WHAT TO DO:
Go through the records and give each one again exactly.

== INPUT

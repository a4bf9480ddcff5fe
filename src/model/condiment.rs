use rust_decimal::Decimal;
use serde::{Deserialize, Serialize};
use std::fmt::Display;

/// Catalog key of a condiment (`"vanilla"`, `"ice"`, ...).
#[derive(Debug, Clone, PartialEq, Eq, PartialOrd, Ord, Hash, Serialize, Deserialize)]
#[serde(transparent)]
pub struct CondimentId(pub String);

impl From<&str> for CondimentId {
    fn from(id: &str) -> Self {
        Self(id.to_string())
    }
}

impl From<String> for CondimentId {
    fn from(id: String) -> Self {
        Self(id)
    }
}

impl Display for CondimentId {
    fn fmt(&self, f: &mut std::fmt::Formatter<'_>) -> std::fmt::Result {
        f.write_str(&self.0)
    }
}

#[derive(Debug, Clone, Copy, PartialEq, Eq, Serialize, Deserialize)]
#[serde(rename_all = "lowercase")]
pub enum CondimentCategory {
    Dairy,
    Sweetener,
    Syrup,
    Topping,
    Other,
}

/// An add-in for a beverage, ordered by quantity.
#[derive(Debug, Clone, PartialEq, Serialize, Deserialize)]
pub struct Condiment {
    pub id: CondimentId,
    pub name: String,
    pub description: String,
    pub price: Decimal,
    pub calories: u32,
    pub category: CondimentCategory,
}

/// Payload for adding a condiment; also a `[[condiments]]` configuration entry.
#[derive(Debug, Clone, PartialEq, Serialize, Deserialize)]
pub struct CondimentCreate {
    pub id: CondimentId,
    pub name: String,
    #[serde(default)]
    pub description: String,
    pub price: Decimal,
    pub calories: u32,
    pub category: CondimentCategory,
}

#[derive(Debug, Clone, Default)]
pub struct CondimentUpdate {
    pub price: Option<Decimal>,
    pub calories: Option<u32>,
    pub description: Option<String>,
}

====

SOLUTION TO THIS PROBLEM:
repository a4bf9480ddcff5fe
filename src/model/condiment.rs
use rust_decimal::Decimal;
use serde::{Deserialize, Serialize};
use std::fmt::Display;

/// Catalog key of a condiment (`"vanilla"`, `"ice"`, ...).
#[derive(Debug, Clone, PartialEq, Eq, PartialOrd, Ord, Hash, Serialize, Deserialize)]
#[serde(transparent)]
pub struct CondimentId(pub String);

impl From<&str> for CondimentId {
    fn from(id: &str) -> Self {
        Self(id.to_string())
    }
}

impl From<String> for CondimentId {
    fn from(id: String) -> Self {
        Self(id)
    }
}

impl Display for CondimentId {
    fn fmt(&self, f: &mut std::fmt::Formatter<'_>) -> std::fmt::Result {
        f.write_str(&self.0)
    }
}

#[derive(Debug, Clone, Copy, PartialEq, Eq, Serialize, Deserialize)]
#[serde(rename_all = "lowercase")]
pub enum CondimentCategory {
    Dairy,
    Sweetener,
    Syrup,
    Topping,
    Other,
}

/// An add-in for a beverage, ordered by quantity.
#[derive(Debug, Clone, PartialEq, Serialize, Deserialize)]
pub struct Condiment {
    pub id: CondimentId,
    pub name: String,
    pub description: String,
    pub price: Decimal,
    pub calories: u32,
    pub category: CondimentCategory,
}

/// Payload for adding a condiment; also a `[[condiments]]` configuration entry.
#[derive(Debug, Clone, PartialEq, Serialize, Deserialize)]
pub struct CondimentCreate {
    pub id: CondimentId,
    pub name: String,
    #[serde(default)]
    pub description: String,
    pub price: Decimal,
    pub calories: u32,
    pub category: CondimentCategory,
}

#[derive(Debug, Clone, Default)]
pub struct CondimentUpdate {
    pub price: Option<Decimal>,
    pub calories: Option<u32>,
    pub description: Option<String>,
}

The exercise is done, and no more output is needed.